Karla Jacinto, who already had been sexually abused at five-years-old by a relative, was raped 30 times a day, seven days a week from the age of 12 to 16.
She was first lured by a trafficker who promised gifts and a better lifestyle, and who also sympathised with her by telling her he had also been abused as a child. He later convinced her to leave her family who had disowned her.
"When I saw the car, I couldn't believe it. I was very impressed by such a big car. It was exciting for me. He asked me to get in the car to go places," she told CNN.
"The following day, I left with him. I lived with him for three months during which he treated me very well. He loved on me, he bought me clothes, gave me attention, bought me shoes, flowers, chocolates, everything was beautiful."
Disaster broke when he then started telling her to service clients on a regular basis, how she had to treat and talk to them to get more money.
She then became a prostitute in Guadalajara, Mexico's largest city. She was later rescued in 2008 as part of an anti-trafficking operation in Mexico City.
She now travels the globe helping other women to recover from being trafficked and even met Pope Francis to raise awareness of the pandemic affecting her home city where an estimated 20,000 women fall prey to traffickers, according to the International Organisation for Migration.
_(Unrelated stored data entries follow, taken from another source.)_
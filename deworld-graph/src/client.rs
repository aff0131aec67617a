//! A client for the marketplace's GraphQL indexing service.
//!
//! [`GraphClient`] posts named operations with variables to a single
//! endpoint and implements the core [`ProductSource`] and [`HistorySource`]
//! traits on top of them.
//!
//! ## Error Handling
//!
//! [`GraphClientError`] captures
//! - URL construction
//! - HTTP transport failures
//! - JSON deserialization errors
//! - Unexpected HTTP status responses
//! - GraphQL `errors` lists and responses without `data`

use std::fmt::Display;
use std::time::Duration;

use alloy_primitives::U256;
use deworld::error::QueryError;
use deworld::history::{HistoryFilter, HistorySource, ProductSource};
use deworld::market::{Product, Purchase};
use http::StatusCode;
use reqwest::Client;
use serde::Serialize;
use serde::de::DeserializeOwned;
use serde_json::json;
use url::Url;

#[cfg(feature = "telemetry")]
use tracing::{Span, instrument};

use crate::error::GraphClientError;
use crate::query::{
    ACCOUNT_PURCHASES, GraphRequest, GraphResponse, PRODUCT, PRODUCTS, PURCHASE, ProductData,
    ProductsData, PurchasesData,
};

/// Indexing-service client.
#[derive(Clone, Debug)]
pub struct GraphClient {
    /// GraphQL endpoint.
    url: Url,
    /// Shared Reqwest HTTP client.
    client: Client,
    /// Optional request timeout.
    timeout: Option<Duration>,
}

impl GraphClient {
    /// Constructs a client for the GraphQL endpoint at `url`.
    ///
    /// # Errors
    ///
    /// Returns [`GraphClientError::UnsupportedScheme`] unless `url` is
    /// `http` or `https`.
    pub fn try_new(url: Url) -> Result<Self, GraphClientError> {
        if !matches!(url.scheme(), "http" | "https") {
            return Err(GraphClientError::UnsupportedScheme(url.scheme().to_owned()));
        }
        Ok(Self {
            url,
            client: Client::new(),
            timeout: None,
        })
    }

    /// Returns the endpoint URL.
    pub const fn url(&self) -> &Url {
        &self.url
    }

    /// Sets a timeout for all future requests.
    #[must_use]
    pub const fn with_timeout(mut self, timeout: Duration) -> Self {
        self.timeout = Some(timeout);
        self
    }

    /// Lists the products under `planet`.
    ///
    /// # Errors
    ///
    /// Returns [`GraphClientError`] if the request or the operation fails.
    #[cfg_attr(
        feature = "telemetry",
        instrument(name = "deworld.graph.products", skip(self), err)
    )]
    pub async fn products(&self, planet: &str) -> Result<Vec<Product>, GraphClientError> {
        let data: ProductsData = self
            .execute("Products", PRODUCTS, json!({ "planet": planet }))
            .await?;
        Ok(data.products)
    }

    /// Fetches one product, `None` if the service does not know it.
    ///
    /// # Errors
    ///
    /// Returns [`GraphClientError`] if the request or the operation fails.
    #[cfg_attr(
        feature = "telemetry",
        instrument(name = "deworld.graph.product", skip(self), err)
    )]
    pub async fn product(&self, id: U256) -> Result<Option<Product>, GraphClientError> {
        let data: ProductData = self
            .execute("Product", PRODUCT, json!({ "id": id.to_string() }))
            .await?;
        Ok(data.product)
    }

    /// Fetches purchases matching `filter`.
    ///
    /// Buyer addresses are sent lowercase, which is how the subgraph
    /// stores them.
    ///
    /// # Errors
    ///
    /// Returns [`GraphClientError`] if the request or the operation fails.
    #[cfg_attr(
        feature = "telemetry",
        instrument(name = "deworld.graph.purchases", skip(self), err)
    )]
    pub async fn purchases(&self, filter: HistoryFilter) -> Result<Vec<Purchase>, GraphClientError> {
        let data: PurchasesData = match filter {
            HistoryFilter::Account(buyer) => {
                self.execute(
                    "AccountPurchases",
                    ACCOUNT_PURCHASES,
                    json!({ "buyer": buyer.to_string().to_lowercase() }),
                )
                .await?
            }
            HistoryFilter::PurchaseId(id) => {
                self.execute("Purchase", PURCHASE, json!({ "id": id.to_string() }))
                    .await?
            }
        };
        Ok(data.purchases)
    }

    /// Runs one named operation and unwraps its `data`.
    async fn execute<V, R>(
        &self,
        operation_name: &'static str,
        document: &'static str,
        variables: V,
    ) -> Result<R, GraphClientError>
    where
        V: Serialize + Sync,
        R: DeserializeOwned,
    {
        let request = GraphRequest {
            query: document,
            operation_name,
            variables,
        };
        let response: GraphResponse<R> = self.post_json(operation_name, &request).await?;
        if !response.errors.is_empty() {
            let err = GraphClientError::Graph {
                context: operation_name,
                messages: response.errors.into_iter().map(|e| e.message).collect(),
            };
            #[cfg(feature = "telemetry")]
            tracing::warn!(error = %err, "indexing service reported errors");
            return Err(err);
        }
        response.data.ok_or(GraphClientError::MissingData {
            context: operation_name,
        })
    }

    /// POST helper that handles JSON serialization, error mapping,
    /// timeout application, and telemetry integration.
    async fn post_json<T, R>(&self, context: &'static str, payload: &T) -> Result<R, GraphClientError>
    where
        T: Serialize + Sync + ?Sized,
        R: DeserializeOwned,
    {
        let mut req = self.client.post(self.url.clone()).json(payload);
        if let Some(timeout) = self.timeout {
            req = req.timeout(timeout);
        }
        let http_response = req
            .send()
            .await
            .map_err(|e| GraphClientError::Http { context, source: e })?;

        let result = if http_response.status() == StatusCode::OK {
            http_response
                .json::<R>()
                .await
                .map_err(|e| GraphClientError::JsonDeserialization { context, source: e })
        } else {
            let status = http_response.status();
            let body = http_response
                .text()
                .await
                .map_err(|e| GraphClientError::ResponseBodyRead { context, source: e })?;
            Err(GraphClientError::HttpStatus {
                context,
                status,
                body,
            })
        };

        record_result_on_span(&result);

        result
    }
}

impl ProductSource for GraphClient {
    async fn products(&self, planet: &str) -> Result<Vec<Product>, QueryError> {
        Self::products(self, planet).await.map_err(QueryError::new)
    }

    async fn product(&self, id: U256) -> Result<Option<Product>, QueryError> {
        Self::product(self, id).await.map_err(QueryError::new)
    }
}

impl HistorySource for GraphClient {
    async fn purchases(&self, filter: HistoryFilter) -> Result<Vec<Purchase>, QueryError> {
        Self::purchases(self, filter).await.map_err(QueryError::new)
    }
}

/// Parses an endpoint string into a [`GraphClient`].
impl TryFrom<&str> for GraphClient {
    type Error = GraphClientError;

    fn try_from(value: &str) -> Result<Self, Self::Error> {
        let url = Url::parse(value.trim()).map_err(|e| GraphClientError::UrlParse {
            context: "Failed to parse indexer url",
            source: e,
        })?;
        Self::try_new(url)
    }
}

/// Records the outcome of a request on the current span.
#[cfg(feature = "telemetry")]
fn record_result_on_span<R, E: Display>(result: &Result<R, E>) {
    let span = Span::current();
    match result {
        Ok(_) => {
            span.record("otel.status_code", "OK");
        }
        Err(err) => {
            span.record("otel.status_code", "ERROR");
            span.record("error.message", tracing::field::display(err));
            tracing::event!(tracing::Level::ERROR, error = %err, "Request to indexer failed");
        }
    }
}

/// Noop if telemetry feature is off.
#[cfg(not(feature = "telemetry"))]
fn record_result_on_span<R, E: Display>(_result: &Result<R, E>) {}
Karla claims that some of her attackers were "uniformed police officers" including judges, priests and pastors. "I thought they were disgusting," she said. "They knew we were minors – we were not even developed. We had sad faces. Nowadays people are listening to me."
It is estimated there are around 20-30 million slaves in the world today. Around 80% of trafficking involves sexual exploitation, and 19% involves labour exploitation. DoSomething.org, a global movement of 5.5 million young people and A21 campaign, a non-profit organisation are both aimed at abolishing this injustice.